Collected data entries
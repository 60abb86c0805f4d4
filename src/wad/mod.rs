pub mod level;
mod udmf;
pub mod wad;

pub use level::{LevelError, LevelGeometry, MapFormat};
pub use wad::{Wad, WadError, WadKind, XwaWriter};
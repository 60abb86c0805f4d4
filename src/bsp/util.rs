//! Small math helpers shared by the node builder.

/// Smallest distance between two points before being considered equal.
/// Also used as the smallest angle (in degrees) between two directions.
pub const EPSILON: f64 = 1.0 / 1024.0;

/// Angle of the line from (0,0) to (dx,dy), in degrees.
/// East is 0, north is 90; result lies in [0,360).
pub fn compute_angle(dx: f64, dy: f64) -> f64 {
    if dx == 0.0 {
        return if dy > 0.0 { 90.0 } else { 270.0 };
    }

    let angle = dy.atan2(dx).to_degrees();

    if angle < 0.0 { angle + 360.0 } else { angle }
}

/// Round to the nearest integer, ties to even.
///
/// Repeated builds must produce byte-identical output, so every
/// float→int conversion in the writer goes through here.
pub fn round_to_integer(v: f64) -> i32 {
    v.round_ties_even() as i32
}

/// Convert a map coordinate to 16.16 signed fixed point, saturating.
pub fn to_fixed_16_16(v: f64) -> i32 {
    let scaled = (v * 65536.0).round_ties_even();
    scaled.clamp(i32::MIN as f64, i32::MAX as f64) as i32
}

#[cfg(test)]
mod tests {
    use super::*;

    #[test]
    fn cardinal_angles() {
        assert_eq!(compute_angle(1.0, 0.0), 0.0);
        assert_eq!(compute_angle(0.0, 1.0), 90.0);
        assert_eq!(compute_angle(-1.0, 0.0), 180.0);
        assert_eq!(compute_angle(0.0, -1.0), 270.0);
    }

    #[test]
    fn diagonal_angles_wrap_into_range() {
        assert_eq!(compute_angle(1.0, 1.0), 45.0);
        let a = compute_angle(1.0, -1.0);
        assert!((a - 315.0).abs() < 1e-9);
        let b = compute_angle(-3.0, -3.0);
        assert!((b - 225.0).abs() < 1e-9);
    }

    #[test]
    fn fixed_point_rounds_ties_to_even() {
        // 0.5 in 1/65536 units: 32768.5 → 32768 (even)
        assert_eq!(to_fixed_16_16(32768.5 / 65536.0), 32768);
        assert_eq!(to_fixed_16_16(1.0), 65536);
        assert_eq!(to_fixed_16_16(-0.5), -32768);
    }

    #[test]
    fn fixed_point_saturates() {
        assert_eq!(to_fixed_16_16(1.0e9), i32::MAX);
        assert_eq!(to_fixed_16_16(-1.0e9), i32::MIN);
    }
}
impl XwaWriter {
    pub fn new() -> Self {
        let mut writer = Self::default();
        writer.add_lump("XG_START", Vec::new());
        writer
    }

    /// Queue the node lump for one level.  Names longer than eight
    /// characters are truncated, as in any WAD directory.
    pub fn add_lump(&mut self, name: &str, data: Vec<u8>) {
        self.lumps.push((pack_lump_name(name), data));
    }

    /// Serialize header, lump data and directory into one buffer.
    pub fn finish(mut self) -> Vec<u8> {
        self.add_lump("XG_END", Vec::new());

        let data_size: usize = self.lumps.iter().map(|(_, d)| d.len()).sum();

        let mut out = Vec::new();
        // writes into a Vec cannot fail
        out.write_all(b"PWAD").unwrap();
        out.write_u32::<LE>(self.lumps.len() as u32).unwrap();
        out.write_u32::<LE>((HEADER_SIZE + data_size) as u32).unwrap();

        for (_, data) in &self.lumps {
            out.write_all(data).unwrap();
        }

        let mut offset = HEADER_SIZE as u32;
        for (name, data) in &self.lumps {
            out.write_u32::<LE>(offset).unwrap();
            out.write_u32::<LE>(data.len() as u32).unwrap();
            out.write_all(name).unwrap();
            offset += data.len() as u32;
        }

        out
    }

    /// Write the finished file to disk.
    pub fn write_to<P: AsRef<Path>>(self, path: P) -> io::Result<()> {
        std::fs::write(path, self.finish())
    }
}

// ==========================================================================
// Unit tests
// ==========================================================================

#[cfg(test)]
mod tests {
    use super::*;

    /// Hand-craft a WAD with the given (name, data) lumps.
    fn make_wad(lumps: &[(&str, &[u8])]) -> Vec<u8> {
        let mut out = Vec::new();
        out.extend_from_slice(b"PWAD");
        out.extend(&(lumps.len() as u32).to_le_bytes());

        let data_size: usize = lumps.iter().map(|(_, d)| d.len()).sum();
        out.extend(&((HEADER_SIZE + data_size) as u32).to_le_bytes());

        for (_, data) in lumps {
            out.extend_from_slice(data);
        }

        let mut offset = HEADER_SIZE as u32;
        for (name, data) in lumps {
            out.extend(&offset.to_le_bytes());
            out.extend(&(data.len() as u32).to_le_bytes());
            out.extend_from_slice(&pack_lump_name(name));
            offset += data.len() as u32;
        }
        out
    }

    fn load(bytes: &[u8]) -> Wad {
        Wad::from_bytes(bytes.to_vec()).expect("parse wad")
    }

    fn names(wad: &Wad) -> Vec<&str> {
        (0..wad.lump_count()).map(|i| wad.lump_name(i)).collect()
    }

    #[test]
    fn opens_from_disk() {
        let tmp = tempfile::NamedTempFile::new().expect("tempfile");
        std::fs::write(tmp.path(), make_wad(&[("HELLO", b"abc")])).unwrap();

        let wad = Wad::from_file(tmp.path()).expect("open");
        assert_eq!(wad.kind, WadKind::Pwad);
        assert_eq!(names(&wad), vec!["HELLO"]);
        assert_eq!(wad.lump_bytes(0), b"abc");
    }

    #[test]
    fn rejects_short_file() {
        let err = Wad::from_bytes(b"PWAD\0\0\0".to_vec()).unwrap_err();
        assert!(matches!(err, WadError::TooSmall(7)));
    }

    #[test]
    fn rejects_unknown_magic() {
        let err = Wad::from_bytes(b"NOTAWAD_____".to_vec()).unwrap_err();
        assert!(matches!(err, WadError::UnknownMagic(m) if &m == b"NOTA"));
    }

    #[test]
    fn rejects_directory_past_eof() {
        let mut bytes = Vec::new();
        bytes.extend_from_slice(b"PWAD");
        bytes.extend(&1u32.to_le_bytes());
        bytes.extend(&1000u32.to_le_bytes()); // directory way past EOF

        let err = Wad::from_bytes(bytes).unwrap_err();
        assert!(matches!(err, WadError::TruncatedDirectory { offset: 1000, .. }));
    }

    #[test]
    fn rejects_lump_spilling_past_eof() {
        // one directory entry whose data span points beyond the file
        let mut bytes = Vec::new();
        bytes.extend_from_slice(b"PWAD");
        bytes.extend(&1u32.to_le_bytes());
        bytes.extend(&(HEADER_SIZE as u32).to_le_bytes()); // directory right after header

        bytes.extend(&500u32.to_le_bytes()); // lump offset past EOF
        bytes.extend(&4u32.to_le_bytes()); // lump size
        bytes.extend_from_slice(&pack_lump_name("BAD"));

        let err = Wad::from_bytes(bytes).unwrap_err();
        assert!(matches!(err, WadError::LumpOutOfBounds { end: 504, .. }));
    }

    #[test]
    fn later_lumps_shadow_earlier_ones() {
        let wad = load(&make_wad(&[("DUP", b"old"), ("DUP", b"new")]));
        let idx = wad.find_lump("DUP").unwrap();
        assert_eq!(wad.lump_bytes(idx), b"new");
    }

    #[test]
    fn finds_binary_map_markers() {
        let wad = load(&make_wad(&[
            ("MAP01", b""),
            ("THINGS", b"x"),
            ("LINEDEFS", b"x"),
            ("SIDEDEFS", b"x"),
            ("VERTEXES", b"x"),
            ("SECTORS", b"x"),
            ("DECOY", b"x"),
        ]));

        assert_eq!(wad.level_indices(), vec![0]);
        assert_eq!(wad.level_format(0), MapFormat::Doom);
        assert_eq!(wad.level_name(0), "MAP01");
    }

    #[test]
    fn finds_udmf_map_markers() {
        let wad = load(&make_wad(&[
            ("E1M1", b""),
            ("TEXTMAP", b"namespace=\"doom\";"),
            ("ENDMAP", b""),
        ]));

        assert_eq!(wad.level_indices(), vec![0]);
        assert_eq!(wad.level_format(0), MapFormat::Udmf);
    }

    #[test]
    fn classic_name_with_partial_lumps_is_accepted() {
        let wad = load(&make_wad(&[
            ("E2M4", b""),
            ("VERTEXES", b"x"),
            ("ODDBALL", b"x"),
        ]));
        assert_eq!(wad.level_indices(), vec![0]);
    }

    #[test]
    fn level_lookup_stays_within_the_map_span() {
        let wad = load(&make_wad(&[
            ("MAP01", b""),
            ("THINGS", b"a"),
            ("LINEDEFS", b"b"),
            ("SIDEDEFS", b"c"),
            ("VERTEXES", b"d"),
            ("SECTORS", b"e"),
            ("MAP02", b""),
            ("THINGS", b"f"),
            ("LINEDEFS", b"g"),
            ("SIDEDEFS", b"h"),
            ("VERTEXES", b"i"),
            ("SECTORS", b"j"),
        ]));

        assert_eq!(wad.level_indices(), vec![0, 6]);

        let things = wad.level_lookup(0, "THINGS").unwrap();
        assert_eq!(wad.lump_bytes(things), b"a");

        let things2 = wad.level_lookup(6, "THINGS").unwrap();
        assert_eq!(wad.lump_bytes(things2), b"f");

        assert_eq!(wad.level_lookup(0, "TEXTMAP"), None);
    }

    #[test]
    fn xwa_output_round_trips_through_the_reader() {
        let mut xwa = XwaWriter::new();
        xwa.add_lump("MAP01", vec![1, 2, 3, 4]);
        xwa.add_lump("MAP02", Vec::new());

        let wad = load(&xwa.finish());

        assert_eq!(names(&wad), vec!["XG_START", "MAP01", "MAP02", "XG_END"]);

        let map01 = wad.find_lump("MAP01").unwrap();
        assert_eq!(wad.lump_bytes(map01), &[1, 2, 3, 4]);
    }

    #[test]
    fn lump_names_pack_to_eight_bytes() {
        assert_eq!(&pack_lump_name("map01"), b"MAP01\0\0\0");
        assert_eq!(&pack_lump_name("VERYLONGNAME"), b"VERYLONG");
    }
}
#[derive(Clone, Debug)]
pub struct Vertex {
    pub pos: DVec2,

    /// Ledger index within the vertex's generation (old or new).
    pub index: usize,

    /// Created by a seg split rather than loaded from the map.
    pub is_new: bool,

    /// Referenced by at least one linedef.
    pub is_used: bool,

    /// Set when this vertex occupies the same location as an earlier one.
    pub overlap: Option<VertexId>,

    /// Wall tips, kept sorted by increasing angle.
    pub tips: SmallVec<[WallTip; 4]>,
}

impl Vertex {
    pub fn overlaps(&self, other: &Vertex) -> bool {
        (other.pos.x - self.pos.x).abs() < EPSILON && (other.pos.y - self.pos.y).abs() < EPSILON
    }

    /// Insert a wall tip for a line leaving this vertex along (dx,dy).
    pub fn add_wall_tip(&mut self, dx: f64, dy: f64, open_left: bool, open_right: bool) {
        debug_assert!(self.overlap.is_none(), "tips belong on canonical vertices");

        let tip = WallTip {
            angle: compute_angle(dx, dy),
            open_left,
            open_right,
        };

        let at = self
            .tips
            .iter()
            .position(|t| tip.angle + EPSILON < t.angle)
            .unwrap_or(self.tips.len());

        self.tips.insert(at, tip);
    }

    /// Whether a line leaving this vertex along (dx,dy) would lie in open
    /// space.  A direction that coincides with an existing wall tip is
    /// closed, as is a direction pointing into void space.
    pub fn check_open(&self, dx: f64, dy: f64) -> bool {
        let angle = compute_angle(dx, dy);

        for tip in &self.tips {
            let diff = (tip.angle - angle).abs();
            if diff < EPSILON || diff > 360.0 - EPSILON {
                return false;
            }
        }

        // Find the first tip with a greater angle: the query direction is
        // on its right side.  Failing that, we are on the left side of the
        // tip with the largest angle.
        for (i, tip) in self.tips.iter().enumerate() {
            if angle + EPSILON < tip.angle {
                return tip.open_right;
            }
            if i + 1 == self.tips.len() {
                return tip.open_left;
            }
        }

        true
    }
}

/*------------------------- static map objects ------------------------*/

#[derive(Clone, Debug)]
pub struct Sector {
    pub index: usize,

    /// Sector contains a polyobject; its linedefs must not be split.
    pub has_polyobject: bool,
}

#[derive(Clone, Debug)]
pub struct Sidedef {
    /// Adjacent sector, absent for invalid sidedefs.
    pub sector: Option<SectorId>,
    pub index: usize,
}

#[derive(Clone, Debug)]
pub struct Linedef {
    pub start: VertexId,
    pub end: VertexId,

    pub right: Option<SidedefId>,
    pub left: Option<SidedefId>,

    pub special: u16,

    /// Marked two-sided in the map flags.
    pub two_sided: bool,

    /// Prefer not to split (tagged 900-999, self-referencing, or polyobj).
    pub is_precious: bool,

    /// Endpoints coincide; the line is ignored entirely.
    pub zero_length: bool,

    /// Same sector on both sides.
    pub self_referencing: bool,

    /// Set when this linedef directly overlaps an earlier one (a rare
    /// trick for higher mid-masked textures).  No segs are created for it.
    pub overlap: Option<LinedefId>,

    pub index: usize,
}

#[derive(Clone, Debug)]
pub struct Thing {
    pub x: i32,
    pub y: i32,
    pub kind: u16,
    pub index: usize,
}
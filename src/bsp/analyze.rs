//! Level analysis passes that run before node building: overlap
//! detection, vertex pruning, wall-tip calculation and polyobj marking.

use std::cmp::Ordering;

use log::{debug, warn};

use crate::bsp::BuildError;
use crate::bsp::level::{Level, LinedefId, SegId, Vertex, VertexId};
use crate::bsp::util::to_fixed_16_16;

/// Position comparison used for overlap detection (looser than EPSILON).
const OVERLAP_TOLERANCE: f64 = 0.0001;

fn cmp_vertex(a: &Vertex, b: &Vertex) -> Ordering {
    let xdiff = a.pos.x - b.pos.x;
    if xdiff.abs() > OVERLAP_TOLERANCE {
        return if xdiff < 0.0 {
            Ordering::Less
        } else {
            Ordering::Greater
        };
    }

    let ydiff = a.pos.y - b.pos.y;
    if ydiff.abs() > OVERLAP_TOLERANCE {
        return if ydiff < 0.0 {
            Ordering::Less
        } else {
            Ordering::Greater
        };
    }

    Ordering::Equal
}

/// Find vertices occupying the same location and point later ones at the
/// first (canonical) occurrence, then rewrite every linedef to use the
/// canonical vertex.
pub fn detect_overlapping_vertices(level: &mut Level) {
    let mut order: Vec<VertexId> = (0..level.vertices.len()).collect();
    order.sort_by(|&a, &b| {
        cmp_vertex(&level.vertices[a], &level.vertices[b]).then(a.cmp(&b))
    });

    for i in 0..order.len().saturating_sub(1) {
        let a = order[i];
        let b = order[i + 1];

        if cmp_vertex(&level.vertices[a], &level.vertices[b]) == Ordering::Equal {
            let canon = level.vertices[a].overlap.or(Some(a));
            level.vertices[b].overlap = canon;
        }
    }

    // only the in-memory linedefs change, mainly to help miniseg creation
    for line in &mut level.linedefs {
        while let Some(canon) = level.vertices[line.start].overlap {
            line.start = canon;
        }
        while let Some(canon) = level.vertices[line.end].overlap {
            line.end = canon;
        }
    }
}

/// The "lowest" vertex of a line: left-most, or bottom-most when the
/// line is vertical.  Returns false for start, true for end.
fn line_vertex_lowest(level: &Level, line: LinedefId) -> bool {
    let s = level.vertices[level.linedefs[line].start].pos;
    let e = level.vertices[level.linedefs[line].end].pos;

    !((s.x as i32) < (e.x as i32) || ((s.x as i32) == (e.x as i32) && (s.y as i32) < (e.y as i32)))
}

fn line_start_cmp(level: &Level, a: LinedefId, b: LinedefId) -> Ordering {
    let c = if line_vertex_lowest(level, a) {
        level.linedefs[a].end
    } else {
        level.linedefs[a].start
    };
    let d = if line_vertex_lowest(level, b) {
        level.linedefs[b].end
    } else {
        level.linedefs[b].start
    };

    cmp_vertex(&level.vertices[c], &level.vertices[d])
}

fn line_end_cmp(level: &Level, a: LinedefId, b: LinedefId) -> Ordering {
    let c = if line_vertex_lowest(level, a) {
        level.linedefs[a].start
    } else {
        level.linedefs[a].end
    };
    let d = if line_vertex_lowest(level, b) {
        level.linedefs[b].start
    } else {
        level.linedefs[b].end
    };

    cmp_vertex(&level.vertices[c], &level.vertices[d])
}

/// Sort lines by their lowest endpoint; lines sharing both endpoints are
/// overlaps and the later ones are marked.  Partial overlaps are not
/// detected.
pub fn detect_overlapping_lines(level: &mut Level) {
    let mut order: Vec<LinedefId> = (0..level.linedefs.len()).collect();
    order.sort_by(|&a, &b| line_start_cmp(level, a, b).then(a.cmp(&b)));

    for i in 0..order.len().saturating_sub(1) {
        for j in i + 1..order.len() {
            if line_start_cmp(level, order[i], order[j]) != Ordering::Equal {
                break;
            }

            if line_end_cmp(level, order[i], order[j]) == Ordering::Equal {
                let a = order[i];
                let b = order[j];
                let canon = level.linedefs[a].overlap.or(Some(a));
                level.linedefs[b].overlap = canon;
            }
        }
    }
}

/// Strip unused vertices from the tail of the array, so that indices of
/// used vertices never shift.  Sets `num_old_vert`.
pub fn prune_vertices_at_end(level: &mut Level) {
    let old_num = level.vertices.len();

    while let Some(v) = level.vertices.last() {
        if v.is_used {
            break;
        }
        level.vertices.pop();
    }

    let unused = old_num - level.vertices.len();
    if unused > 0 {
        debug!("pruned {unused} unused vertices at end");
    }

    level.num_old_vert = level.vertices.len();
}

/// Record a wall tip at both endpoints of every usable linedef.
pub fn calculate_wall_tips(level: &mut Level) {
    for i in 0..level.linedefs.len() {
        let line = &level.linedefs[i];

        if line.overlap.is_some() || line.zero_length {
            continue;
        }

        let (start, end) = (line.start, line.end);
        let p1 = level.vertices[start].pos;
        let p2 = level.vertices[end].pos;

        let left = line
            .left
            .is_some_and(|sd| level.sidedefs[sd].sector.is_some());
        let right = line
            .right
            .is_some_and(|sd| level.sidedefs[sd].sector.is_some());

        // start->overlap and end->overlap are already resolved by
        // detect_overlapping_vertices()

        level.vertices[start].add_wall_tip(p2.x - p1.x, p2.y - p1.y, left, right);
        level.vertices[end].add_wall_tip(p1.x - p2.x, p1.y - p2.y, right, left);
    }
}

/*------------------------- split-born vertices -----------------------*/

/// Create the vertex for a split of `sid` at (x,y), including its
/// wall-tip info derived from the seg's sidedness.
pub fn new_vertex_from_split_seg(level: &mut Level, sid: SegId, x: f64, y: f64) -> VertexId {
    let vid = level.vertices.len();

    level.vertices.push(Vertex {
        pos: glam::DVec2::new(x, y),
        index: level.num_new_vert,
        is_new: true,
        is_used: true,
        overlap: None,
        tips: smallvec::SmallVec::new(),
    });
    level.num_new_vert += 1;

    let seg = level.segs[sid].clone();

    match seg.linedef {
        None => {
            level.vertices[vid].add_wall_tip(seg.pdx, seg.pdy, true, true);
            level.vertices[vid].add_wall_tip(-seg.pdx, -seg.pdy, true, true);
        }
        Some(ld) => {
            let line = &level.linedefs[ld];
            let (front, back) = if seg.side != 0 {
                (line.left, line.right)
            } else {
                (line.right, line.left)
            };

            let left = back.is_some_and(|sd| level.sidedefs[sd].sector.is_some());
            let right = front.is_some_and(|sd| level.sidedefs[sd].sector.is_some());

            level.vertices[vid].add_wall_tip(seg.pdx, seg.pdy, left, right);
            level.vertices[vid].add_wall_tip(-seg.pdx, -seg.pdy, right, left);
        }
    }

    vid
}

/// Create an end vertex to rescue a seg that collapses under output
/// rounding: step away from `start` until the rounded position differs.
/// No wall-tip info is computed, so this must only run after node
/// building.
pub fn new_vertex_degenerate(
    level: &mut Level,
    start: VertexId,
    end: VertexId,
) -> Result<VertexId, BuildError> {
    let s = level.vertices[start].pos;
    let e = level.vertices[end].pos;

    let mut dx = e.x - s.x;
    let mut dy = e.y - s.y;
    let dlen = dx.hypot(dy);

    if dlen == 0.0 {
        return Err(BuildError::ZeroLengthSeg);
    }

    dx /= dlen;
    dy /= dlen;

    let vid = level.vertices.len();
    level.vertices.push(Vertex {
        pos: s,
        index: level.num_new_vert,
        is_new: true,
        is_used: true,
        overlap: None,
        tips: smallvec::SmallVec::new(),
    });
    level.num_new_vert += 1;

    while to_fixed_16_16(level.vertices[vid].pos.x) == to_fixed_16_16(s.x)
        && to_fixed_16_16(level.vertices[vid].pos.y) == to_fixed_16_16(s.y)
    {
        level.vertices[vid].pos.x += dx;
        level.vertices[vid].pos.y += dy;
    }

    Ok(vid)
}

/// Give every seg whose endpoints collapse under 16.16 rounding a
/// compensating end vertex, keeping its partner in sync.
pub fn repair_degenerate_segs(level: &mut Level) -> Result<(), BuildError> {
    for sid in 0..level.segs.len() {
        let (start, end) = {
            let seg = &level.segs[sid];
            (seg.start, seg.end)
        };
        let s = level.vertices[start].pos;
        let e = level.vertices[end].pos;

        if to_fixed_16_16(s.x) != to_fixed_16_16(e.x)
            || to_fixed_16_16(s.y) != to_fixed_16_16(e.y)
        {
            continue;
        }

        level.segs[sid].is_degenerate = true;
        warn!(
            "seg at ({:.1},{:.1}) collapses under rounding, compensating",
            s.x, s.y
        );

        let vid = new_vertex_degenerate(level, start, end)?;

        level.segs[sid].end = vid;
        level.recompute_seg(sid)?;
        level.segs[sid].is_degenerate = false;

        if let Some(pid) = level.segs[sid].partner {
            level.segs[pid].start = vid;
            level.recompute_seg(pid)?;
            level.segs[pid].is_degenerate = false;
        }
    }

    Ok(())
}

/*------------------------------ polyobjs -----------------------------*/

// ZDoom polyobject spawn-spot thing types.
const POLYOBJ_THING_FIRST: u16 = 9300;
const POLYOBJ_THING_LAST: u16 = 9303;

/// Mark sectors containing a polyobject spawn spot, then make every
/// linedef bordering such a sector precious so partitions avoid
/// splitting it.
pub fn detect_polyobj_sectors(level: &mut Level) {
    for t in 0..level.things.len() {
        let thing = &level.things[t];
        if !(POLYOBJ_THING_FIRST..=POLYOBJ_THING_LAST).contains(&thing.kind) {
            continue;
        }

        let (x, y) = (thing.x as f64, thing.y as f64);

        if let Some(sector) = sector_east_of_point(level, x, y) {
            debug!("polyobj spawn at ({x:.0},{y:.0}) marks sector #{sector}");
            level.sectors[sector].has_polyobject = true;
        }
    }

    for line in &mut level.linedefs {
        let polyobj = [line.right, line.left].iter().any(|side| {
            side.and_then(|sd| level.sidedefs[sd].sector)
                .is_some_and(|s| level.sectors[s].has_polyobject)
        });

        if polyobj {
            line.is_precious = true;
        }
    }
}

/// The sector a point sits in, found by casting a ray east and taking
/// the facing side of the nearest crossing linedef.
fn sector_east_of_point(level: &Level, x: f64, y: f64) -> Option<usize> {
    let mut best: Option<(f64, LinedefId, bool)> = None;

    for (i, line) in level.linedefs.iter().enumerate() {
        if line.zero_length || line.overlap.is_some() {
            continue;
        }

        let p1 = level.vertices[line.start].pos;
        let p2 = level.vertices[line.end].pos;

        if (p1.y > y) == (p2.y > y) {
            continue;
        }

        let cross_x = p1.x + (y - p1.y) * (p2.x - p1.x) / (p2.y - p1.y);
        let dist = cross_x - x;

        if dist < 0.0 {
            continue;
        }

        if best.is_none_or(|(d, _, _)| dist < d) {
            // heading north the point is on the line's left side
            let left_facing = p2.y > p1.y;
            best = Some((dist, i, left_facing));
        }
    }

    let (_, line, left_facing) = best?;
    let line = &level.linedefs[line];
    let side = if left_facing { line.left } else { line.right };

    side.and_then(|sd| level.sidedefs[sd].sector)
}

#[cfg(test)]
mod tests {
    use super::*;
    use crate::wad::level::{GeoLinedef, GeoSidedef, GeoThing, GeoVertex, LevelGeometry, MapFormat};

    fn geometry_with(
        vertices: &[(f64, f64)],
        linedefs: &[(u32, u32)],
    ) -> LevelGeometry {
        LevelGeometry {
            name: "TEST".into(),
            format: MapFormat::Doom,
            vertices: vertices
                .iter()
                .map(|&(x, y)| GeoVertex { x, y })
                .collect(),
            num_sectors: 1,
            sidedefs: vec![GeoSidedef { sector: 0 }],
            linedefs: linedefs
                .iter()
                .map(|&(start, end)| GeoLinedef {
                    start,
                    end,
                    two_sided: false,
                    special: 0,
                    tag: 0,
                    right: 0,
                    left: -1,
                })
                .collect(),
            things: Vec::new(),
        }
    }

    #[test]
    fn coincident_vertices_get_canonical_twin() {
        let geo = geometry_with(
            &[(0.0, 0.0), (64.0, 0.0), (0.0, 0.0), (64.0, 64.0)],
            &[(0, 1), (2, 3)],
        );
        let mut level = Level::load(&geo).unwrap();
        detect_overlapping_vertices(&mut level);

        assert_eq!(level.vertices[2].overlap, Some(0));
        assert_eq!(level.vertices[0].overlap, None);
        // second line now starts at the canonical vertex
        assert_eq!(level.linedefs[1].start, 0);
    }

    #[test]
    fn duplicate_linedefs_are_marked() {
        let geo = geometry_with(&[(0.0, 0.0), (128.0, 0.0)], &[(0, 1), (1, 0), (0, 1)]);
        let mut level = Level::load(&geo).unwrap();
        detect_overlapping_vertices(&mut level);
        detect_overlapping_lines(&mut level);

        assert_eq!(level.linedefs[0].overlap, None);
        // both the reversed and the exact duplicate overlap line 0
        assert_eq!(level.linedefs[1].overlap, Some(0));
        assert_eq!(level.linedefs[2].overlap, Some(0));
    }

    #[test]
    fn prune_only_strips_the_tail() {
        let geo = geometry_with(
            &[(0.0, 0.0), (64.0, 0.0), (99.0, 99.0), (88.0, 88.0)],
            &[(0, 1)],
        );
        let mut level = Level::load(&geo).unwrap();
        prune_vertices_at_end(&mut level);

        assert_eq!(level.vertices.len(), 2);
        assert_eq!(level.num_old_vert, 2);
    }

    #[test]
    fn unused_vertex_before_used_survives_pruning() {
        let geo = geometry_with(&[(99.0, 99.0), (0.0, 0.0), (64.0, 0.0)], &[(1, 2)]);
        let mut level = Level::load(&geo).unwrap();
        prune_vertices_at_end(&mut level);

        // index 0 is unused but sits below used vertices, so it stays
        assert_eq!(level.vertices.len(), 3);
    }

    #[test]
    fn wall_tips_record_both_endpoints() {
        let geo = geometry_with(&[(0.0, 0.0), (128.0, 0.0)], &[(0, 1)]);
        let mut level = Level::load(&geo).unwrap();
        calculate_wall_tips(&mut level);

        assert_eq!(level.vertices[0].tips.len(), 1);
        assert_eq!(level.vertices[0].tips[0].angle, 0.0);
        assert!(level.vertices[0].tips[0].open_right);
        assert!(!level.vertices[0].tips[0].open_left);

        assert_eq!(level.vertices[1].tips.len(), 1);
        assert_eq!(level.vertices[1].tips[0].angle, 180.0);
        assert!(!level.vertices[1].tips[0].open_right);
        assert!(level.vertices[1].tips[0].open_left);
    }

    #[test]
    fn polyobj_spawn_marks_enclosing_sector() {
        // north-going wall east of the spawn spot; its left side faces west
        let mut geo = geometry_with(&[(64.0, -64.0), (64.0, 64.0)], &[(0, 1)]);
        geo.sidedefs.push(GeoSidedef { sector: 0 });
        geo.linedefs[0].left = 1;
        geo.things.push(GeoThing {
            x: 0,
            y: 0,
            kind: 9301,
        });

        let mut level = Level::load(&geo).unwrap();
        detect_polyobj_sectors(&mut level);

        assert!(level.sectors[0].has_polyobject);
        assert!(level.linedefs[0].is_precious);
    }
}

Work to be completed:
What is needed is an exact repetition of the lines from the first line of the records through the line containing "pub const EPSILON: f64 = 1.0 / 1024.0;", both ends included, and nothing more.

Your solution:
repository 60abb86c0805f4d4
filename src/wad/mod.rs
pub mod level;
mod udmf;
pub mod wad;

pub use level::{LevelError, LevelGeometry, MapFormat};
pub use wad::{Wad, WadError, WadKind, XwaWriter};
repository 60abb86c0805f4d4
filename src/bsp/util.rs
//! Small math helpers shared by the node builder.

/// Smallest distance between two points before being considered equal.
/// Also used as the smallest angle (in degrees) between two directions.
pub const EPSILON: f64 = 1.0 / 1024.0;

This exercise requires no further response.